John Ciampaglia by Sprott Asset Management warns of turbulent times for the markets – tariffs and geopolitical uncertainties could drive the gold price to new heights. That is behind it.

• Expert sure: tariffs and uncertainties drive the gold price
• Central banks and investors buy more gold
• Gold as a safe harbor

Advertising

Oil, gold, act all raw materials with levers (up to 20) via CFD (already from € 100)

Participate in price fluctuations in oil, gold and other raw materials with levers and small spreads! With a lever with the effect of 2,000 euros, you can act with only 100 euros.

Plus500: Please note the information5 To this advertising.

According to John Ciampaglia, CEO of Sprott Asset Management, potential tariffs could trigger considerable market turbulence on gold, silver, uranium and copper and drive up the prices. Also the changing global Monetary policy play a crucial role in this. Gold – traditionally regarded as a safe haven in times of crisis – is now increasingly prompting investors to invest in the precious metal, according to Ciampaglia.

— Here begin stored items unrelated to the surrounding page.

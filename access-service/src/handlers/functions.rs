//! Handlers backed by the platform's callable functions.

use axum::{extract::State, http::StatusCode, response::IntoResponse, Json};
use hub_core::error::AppError;
use serde::{Deserialize, Serialize};
use utoipa::ToSchema;
use uuid::Uuid;
use validator::Validate;

use crate::{
    middleware::CurrentUser,
    models::{AuditAction, AuditLogEntry, PermissionAction, PermissionModule},
    utils::ValidatedJson,
    AppState,
};

/// Request a password-reset link.
#[derive(Debug, Deserialize, Validate, ToSchema)]
pub struct PasswordResetRequest {
    #[validate(email(message = "Invalid email format"))]
    pub email: String,
}

/// Request to provision a demo user.
#[derive(Debug, Deserialize, Validate, ToSchema)]
pub struct DemoUserRequest {
    #[validate(email(message = "Invalid email format"))]
    pub email: String,
}

/// Request to create a payment intent.
#[derive(Debug, Deserialize, ToSchema)]
pub struct PaymentIntentRequest {
    pub amount_cents: i64,
    pub currency: String,
    #[schema(value_type = Option<Object>)]
    pub metadata: Option<serde_json::Value>,
}

#[derive(Debug, Serialize, ToSchema)]
pub struct PaymentIntentResponse {
    pub intent_id: String,
}

#[derive(Debug, Serialize, ToSchema)]
pub struct DemoUserResponse {
    pub account_id: Uuid,
}

/// Request a password reset. Always answers the same way so account
/// existence is never disclosed; the link goes out through the platform.
pub async fn request_password_reset(
    State(state): State<AppState>,
    ValidatedJson(req): ValidatedJson<PasswordResetRequest>,
) -> Result<impl IntoResponse, AppError> {
    if let Some(account) = state.db.find_account_by_email(&req.email).await? {
        match state.platform.issue_password_reset_link(&account.email).await {
            Ok(reset_url) => {
                let person = state.db.find_person_by_id(account.person_id).await?;
                if let Some(phone) = person.as_ref().and_then(|p| p.phone.clone()) {
                    let platform = state.platform.clone();
                    let body = format!(
                        "Recebemos um pedido de redefinicao de senha. Acesse: {}",
                        reset_url
                    );
                    tokio::spawn(async move {
                        if let Err(e) = platform.send_whatsapp_message(&phone, &body).await {
                            tracing::error!(error = %e, "Failed to dispatch password-reset link");
                        }
                    });
                }
                state.audit.record(
                    AuditLogEntry::user_action(
                        account.person_id,
                        AuditAction::PasswordResetRequested,
                        Some("conta_acesso".to_string()),
                        Some(account.account_id),
                    ),
                );
            }
            Err(e) => {
                // Transient platform failure: the caller still gets the
                // generic answer and can retry.
                tracing::error!(error = %e, "Password-reset link issuance failed");
            }
        }
    }

    Ok((
        StatusCode::OK,
        Json(serde_json::json!({
            "message": "Se a conta existir, um link de redefinicao foi enviado."
        })),
    ))
}

/// Provision a demo user through the platform (admin).
pub async fn provision_demo_user(
    State(state): State<AppState>,
    CurrentUser(ctx): CurrentUser,
    ValidatedJson(req): ValidatedJson<DemoUserRequest>,
) -> Result<impl IntoResponse, AppError> {
    let account_id = state.platform.provision_demo_user(&req.email).await?;

    state.audit.record(
        AuditLogEntry::user_action(
            ctx.person_id,
            AuditAction::DemoUserProvisioned,
            Some("conta_acesso".to_string()),
            Some(account_id),
        )
        .with_metadata(serde_json::json!({ "email": req.email })),
    );

    Ok((StatusCode::CREATED, Json(DemoUserResponse { account_id })))
}

/// Create a payment intent. Requires financas:gerenciar.
pub async fn create_payment_intent(
    State(state): State<AppState>,
    CurrentUser(ctx): CurrentUser,
    Json(req): Json<PaymentIntentRequest>,
) -> Result<impl IntoResponse, AppError> {
    state
        .authz
        .require(&ctx, PermissionModule::Financas, PermissionAction::Gerenciar)
        .await?;

    if req.amount_cents <= 0 {
        return Err(AppError::BadRequest(anyhow::anyhow!(
            "Amount must be positive"
        )));
    }

    let intent_id = state
        .platform
        .create_payment_intent(
            req.amount_cents,
            &req.currency,
            req.metadata.unwrap_or_else(|| serde_json::json!({})),
        )
        .await?;

    state.audit.record(
        AuditLogEntry::user_action(
            ctx.person_id,
            AuditAction::PaymentIntentCreated,
            Some("intencao_pagamento".to_string()),
            None,
        )
        .with_metadata(serde_json::json!({
            "intent_id": intent_id,
            "amount_cents": req.amount_cents,
            "currency": req.currency,
        })),
    );

    Ok((StatusCode::CREATED, Json(PaymentIntentResponse { intent_id })))
}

Expert sees new tariffs as a gold price driver

As part of an interview with the Goldgesellschaft Kitco at the BMO Global Metals, Mining & Critical Minerals Conference 2025, Ciampaglia said that the USA was particularly affected as a net importer of these metals. He warned of the effects of new tariffs on pricing and asked the question: “If you occupy these things with tariffs, how will this affect pricing? Will we see split prices?” There are already price differences for uranium and copper between the USA and other markets, which leads to arbitrary businesses.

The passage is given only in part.